Start the conversation
Falkowski’s advice to parents is talk early, talk often. “Make the message about drug use fit the maturity level of the child. Let your kids know you know about today’s drugs and if they get into trouble you’ll be there for them. There is no immunity to drugs or alcohol problems, regardless of where you live.”
Communication is critical. Becky implores parents to start young and not to be afraid to introduce the topic. If you start early enough, you are the one who gets to lay the foundation of facts and information the kids carry with them.
Falkowski reminds parents to listen and not lecture. Experts from Colorado say it’s more effective to explain to young people how marijuana use can limit their future opportunities—such as obtaining or keeping a driver’s license or graduating—than to go on and on about how it can damage their health. Most teenagers feel invincible when it comes to health.
Many parents wonder if they should tell kids about their own marijuana use. Williams acknowledges parents know their children best and should use their own judgment to determine when to talk about drug use. “The conversation can be used as a lesson in which parents can share what they learned about substance use,” says Williams. But, she cautions, “Avoid any comments that glorify substance use.”
Sorenson encourages parents to consider if their drug use is relevant. “We don’t want to give kids the impression that it is fun, everyone does it, etc. Drugs are not the same as when we were growing up.”

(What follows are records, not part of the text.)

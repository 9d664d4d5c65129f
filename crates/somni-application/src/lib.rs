//! Orchestration layer: wires the pure domain components of `somni-core`
//! to the external generation capability, one stateless invocation per
//! conversation turn.

pub mod generation;
pub mod semantic_extractor;
pub mod topic_classifier;
pub mod turn_usecase;

pub use generation::{GenerationAdapter, GeneratedSchedule, ScheduleService};
pub use semantic_extractor::SemanticExtractorService;
pub use topic_classifier::TopicClassifierService;
pub use turn_usecase::TurnUseCase;
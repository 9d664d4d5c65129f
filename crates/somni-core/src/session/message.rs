//! Conversation message types.

use serde::{Deserialize, Serialize};

/// Represents the role of a message in a conversation.
#[derive(Debug, Clone, Copy, PartialEq, Eq, Serialize, Deserialize)]
#[serde(rename_all = "lowercase")]
pub enum MessageRole {
    /// Message from the user.
    User,
    /// Message from the assistant.
    Assistant,
}

/// A single message in a session transcript.
///
/// The transcript is append-only within a session; its order is the
/// conversation order.
#[derive(Debug, Clone, PartialEq, Eq, Serialize, Deserialize)]
pub struct ChatMessage {
    /// The role of the message sender.
    pub role: MessageRole,
    /// The content of the message.
    pub content: String,
}

impl ChatMessage {
    pub fn user(content: impl Into<String>) -> Self {
        Self {
            role: MessageRole::User,
            content: content.into(),
        }
    }

    pub fn assistant(content: impl Into<String>) -> Self {
        Self {
            role: MessageRole::Assistant,
            content: content.into(),
        }
    }
}
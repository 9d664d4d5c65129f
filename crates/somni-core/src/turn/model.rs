//! Logical request/response shapes for one conversation turn.
//!
//! These are transport-agnostic: whatever carries them (HTTP handler, CLI,
//! test harness) serializes them as-is. The response is an
//! internally-tagged enum on `status`.

use crate::fields::ExtractedFields;
use crate::session::ChatMessage;
use serde::{Deserialize, Serialize};

/// Which rendering of the final document the caller wants.
#[derive(Debug, Clone, Copy, PartialEq, Eq, Default, Serialize, Deserialize)]
#[serde(rename_all = "lowercase")]
pub enum OutputMode {
    /// Full document with clarifying questions allowed.
    #[default]
    Standard,
    /// Compact single-turn rendering; unknown slots are silently defaulted.
    Social,
}

/// One turn's input: the transcript plus whatever session state the client
/// is carrying.
#[derive(Debug, Clone, Serialize, Deserialize)]
#[serde(rename_all = "camelCase")]
pub struct TurnRequest {
    pub messages: Vec<ChatMessage>,
    #[serde(default)]
    pub session_id: Option<String>,
    #[serde(default)]
    pub extracted_fields: Option<ExtractedFields>,
    #[serde(default)]
    pub questions_asked: Option<u32>,
    #[serde(default)]
    pub output_mode: Option<OutputMode>,
}

/// One turn's outcome.
#[derive(Debug, Clone, Serialize, Deserialize)]
#[serde(tag = "status", rename_all = "snake_case", rename_all_fields = "camelCase")]
pub enum TurnResponse {
    /// The controller needs another answer before it can generate.
    NeedsInfo {
        session_id: String,
        extracted_fields: ExtractedFields,
        follow_up_question: String,
        quick_replies: Vec<String>,
        questions_asked: u32,
    },
    /// Terminal success: the validated (or best-effort) document.
    Complete {
        session_id: String,
        extracted_fields: ExtractedFields,
        schedule_markdown: String,
        intro_message: String,
    },
    /// Terminal failure with a short user-facing message.
    Error { error: String },
    /// Passed through unchanged from the rate-limiting collaborator.
    RateLimited {
        message: String,
        #[serde(skip_serializing_if = "Option::is_none")]
        retry_after_ms: Option<u64>,
    },
}

#[cfg(test)]
mod tests {
    use super::*;

    #[test]
    fn response_serializes_with_status_tag() {
        let resp = TurnResponse::Error {
            error: "something short".to_string(),
        };
        let json = serde_json::to_value(&resp).unwrap();
        assert_eq!(json["status"], "error");

        let resp = TurnResponse::NeedsInfo {
            session_id: "s1".to_string(),
            extracted_fields: ExtractedFields::default(),
            follow_up_question: "How old is your little one?".to_string(),
            quick_replies: vec!["4–6 months".to_string()],
            questions_asked: 1,
        };
        let json = serde_json::to_value(&resp).unwrap();
        assert_eq!(json["status"], "needs_info");
        assert_eq!(json["questionsAsked"], 1);
    }

    #[test]
    fn request_tolerates_missing_optional_fields() {
        let req: TurnRequest = serde_json::from_str(
            r#"{"messages":[{"role":"user","content":"my baby won't sleep"}]}"#,
        )
        .unwrap();
        assert!(req.session_id.is_none());
        assert!(req.output_mode.is_none());
        assert_eq!(req.messages.len(), 1);
    }

    #[test]
    fn rate_limited_passes_through() {
        let resp = TurnResponse::RateLimited {
            message: "Too many requests today.".to_string(),
            retry_after_ms: Some(60_000),
        };
        let json = serde_json::to_value(&resp).unwrap();
        assert_eq!(json["status"], "rate_limited");
        assert_eq!(json["retryAfterMs"], 60_000);
    }
}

Becky is a resilient mother who has had her share of “tough love” moments as she’s helped her troubled daughter through difficult days. She has some insightful advice for talking to your kids about marijuana. “It’s not just what you tell them, it’s how you are expressing support for them as a person. You need to initiate conversations, not to lecture them and tell them what not to do, but just to open dialogues. They need to know they can talk to you about anything, anytime—and that you’ll always be there for them.”
Not since prohibition was repealed in 1933 have American parents struggled with how to educate children about a substance that transitioned from illegal to legal status. Even though the decriminalization of marijuana has yet to occur in North Dakota and Minnesota, prepare yourself and your children for what many see as inevitable.